When Gabrielle arrived at my house a few days later, I presented her with printed copies of a great many web pages on two topics: Massachusetts law concerning dead bodies and what are fancifully known as “creative scattering options.” My house, I might mention, is the barn-red one on the comer of Appleton and Concord in Cambridge, Massachusetts, about a twenty-minute walk from Harvard Yard. I live on the first floor with Rowdy and Kimi, the two most stunning and brilliant Alaskan malamutes in the world—that’s an objective description—and Tracker. Having offered an objective description of the dogs, I should probably do the same for Tracker, but I can’t stand people who disparage their animals, no matter how hideous, pitiful, or mean-tempered—in Tracker’s case, all three—so let’s just call her a cat. My second-floor tenant, Rita, is my best friend, as well as a clinical psychologist and the owner of a Scottie, Willie. My third-floor tenants, a circuit court judge and her husband, have two handsome Persian cats.

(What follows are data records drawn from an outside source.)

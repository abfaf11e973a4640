//! End-to-end tests: JSON definition in, wire response out.

use hn_app::{dynamic_routing, max_flow_analysis, mst_analysis, shortest_path, AppError};
use hn_dynamic::SensorSample;
use hn_engine::MstAlgorithm;
use hn_project::{parse_network, NetworkDef};

fn small_town() -> NetworkDef {
    parse_network(
        r#"{
            "nodes": [
                {"id": "reservoir", "type": "source", "x": 0, "y": 0},
                {"id": "plant", "type": "junction", "x": 2, "y": 0},
                {"id": "tower", "type": "junction", "x": 1, "y": 2},
                {"id": "district_a", "type": "sink", "x": 4, "y": 0},
                {"id": "district_b", "type": "sink", "x": 4, "y": 2}
            ],
            "edges": [
                {"source": "reservoir", "target": "plant", "weight": 3, "capacity": 10, "directed": true},
                {"source": "reservoir", "target": "tower", "weight": 5, "capacity": 4, "directed": true},
                {"source": "plant", "target": "district_a", "weight": 2, "capacity": 6, "directed": true},
                {"source": "plant", "target": "tower", "weight": 1, "capacity": 3, "directed": true},
                {"source": "tower", "target": "district_b", "weight": 2, "capacity": 5, "directed": true}
            ],
            "source": "reservoir",
            "sink": ["district_a", "district_b"]
        }"#,
    )
    .unwrap()
}

#[test]
fn shortest_path_over_parsed_network() {
    let def = small_town();
    let response = shortest_path(&def, "reservoir", "district_b").unwrap();
    // reservoir -> plant -> tower -> district_b = 3 + 1 + 2
    assert_eq!(
        response.path,
        vec!["reservoir", "plant", "tower", "district_b"]
    );
    assert!((response.distance - 6.0).abs() < 1e-12);

    let json = serde_json::to_value(&response).unwrap();
    assert_eq!(json["distance"], 6.0);
    assert_eq!(json["path"][0], "reservoir");
}

#[test]
fn multi_sink_flow_aggregates_demand() {
    let def = small_town();
    let response = max_flow_analysis(&def).unwrap();
    // district_a takes 6 through the plant; district_b takes 5 via the
    // tower (4 direct + 1 routed through the plant).
    assert!((response.max_flow - 11.0).abs() < 1e-12);

    // The synthetic aggregation sink never shows up in reported edges.
    for fe in &response.flow_paths {
        for name in &fe.path {
            assert!(def.nodes.iter().any(|n| &n.id == name), "unknown {name}");
        }
        assert!(fe.flow > 0.0);
    }

    let json = serde_json::to_value(&response).unwrap();
    assert!(json.get("maxFlow").is_some());
    assert!(json.get("flowPaths").is_some());
}

#[test]
fn mst_algorithms_agree_on_cost() {
    let def = small_town();
    let kruskal = mst_analysis(&def, MstAlgorithm::Kruskal).unwrap();
    let prim = mst_analysis(&def, MstAlgorithm::Prim).unwrap();

    assert_eq!(kruskal.mst_edges.len(), 4);
    assert!((kruskal.total_cost - prim.total_cost).abs() < 1e-12);
    // weight fallback for cost: 3 + 1 + 2 + 2
    assert!((kruskal.total_cost - 8.0).abs() < 1e-12);
}

#[test]
fn dynamic_routing_echoes_reweighted_network() {
    let def = small_town();
    // factor = (|12-9|+1)/(7+1) = 0.5
    let sample = SensorSample::new(12.0, 9.0, 7.0);
    let response = dynamic_routing(&def, &sample, None).unwrap();

    assert!((response.routing_table["district_b"] - 3.0).abs() < 1e-12);
    assert_eq!(response.network.nodes.len(), 5);
    assert_eq!(response.network.edges.len(), 5);

    let first = &response.network.edges[0];
    assert!((first.distance - 1.5).abs() < 1e-12);

    let json = serde_json::to_value(&response).unwrap();
    assert!(json["network"]["nodes"][0].get("distance").is_some());
    assert!(json["routing_table"].is_object());
}

#[test]
fn degenerate_sensor_sample_is_invalid_input() {
    let def = small_town();
    let err = dynamic_routing(&def, &SensorSample::new(1.0, 2.0, -1.0), None).unwrap_err();
    assert!(matches!(err, AppError::InvalidInput(_)));
}

#[test]
fn edge_to_undefined_node_is_invalid_input() {
    let def = parse_network(
        r#"{"nodes":[{"id":"A"}],"edges":[{"source":"A","target":"ghost","weight":1}]}"#,
    )
    .unwrap();
    let err = shortest_path(&def, "A", "A").unwrap_err();
    assert!(matches!(err, AppError::InvalidInput(_)));
}

#[test]
fn unknown_flow_source_is_graph_error() {
    let mut def = small_town();
    def.source = Some("nowhere".into());
    let err = max_flow_analysis(&def).unwrap_err();
    assert!(matches!(err, AppError::Graph(_)));
}
//! External sensor sample consumed by the reweighting transform.

use serde::{Deserialize, Serialize};

/// One reading from the external sensor feed.
///
/// Only the dynamic weight transform consumes this; the algorithm engines
/// never see sensor data directly.
#[derive(Debug, Clone, Copy, PartialEq, Serialize, Deserialize)]
pub struct SensorSample {
    pub pressure1: f64,
    pub pressure2: f64,
    #[serde(rename = "flowRate")]
    pub flow_rate: f64,
}

impl SensorSample {
    pub fn new(pressure1: f64, pressure2: f64, flow_rate: f64) -> Self {
        Self {
            pressure1,
            pressure2,
            flow_rate,
        }
    }
}
use crate::HnError;

/// Absolute plus relative comparison tolerances. The defaults suit the
/// distances and flows real networks produce; tighten `abs` when comparing
/// values near zero.
#[derive(Clone, Copy, Debug)]
pub struct Tolerances {
    pub abs: f64,
    pub rel: f64,
}

impl Default for Tolerances {
    fn default() -> Self {
        Self {
            abs: 1e-12,
            rel: 1e-9,
        }
    }
}

/// Approximate equality under `tol`: absolute check first, then a relative
/// check scaled by the larger magnitude.
pub fn nearly_equal(a: f64, b: f64, tol: Tolerances) -> bool {
    let diff = (a - b).abs();
    if diff <= tol.abs {
        return true;
    }
    diff <= tol.rel * a.abs().max(b.abs())
}

/// Reject NaN and infinities at input boundaries, naming the offending
/// field in the error.
pub fn ensure_finite(v: f64, what: &'static str) -> Result<f64, HnError> {
    if v.is_finite() {
        Ok(v)
    } else {
        Err(HnError::NonFinite { what, value: v })
    }
}
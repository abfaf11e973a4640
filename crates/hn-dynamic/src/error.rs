//! Errors of the dynamic weight transform.

use thiserror::Error;

#[derive(Error, Debug)]
pub enum DynamicError {
    /// flow rate of -1 would divide by zero in the reweight factor.
    #[error("Degenerate sensor sample: flow rate {flow_rate} yields a zero divisor")]
    DegenerateSample { flow_rate: f64 },

    #[error("Reweight factor is not finite: {factor}")]
    NonFiniteFactor { factor: f64 },

    #[error(transparent)]
    Core(#[from] hn_core::HnError),

    #[error("Graph error: {0}")]
    Graph(#[from] hn_engine::GraphError),

    #[error("Validation error: {0}")]
    Validation(#[from] hn_graph::ValidationError),
}

pub type DynamicResult<T> = Result<T, DynamicError>;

I may be the only landlord in Cambridge, or possibly the only landlord anywhere, who won’t rent to you
unless
you have at least one pet. Anyway, my proximity to Harvard and my, shall we say, positive attitude toward dogs were central to Gabrielle’s dispersal plans for the late Professor Beamon. She had decided that we were going to avoid arrest under Chapter 114 of the General Laws of Massachusetts, Cemeteries and Burials, Miscellaneous Provisions, Section 43 M, Permanent Disposition of Dead Bodies or Remains, by disguising ourselves as dog walkers.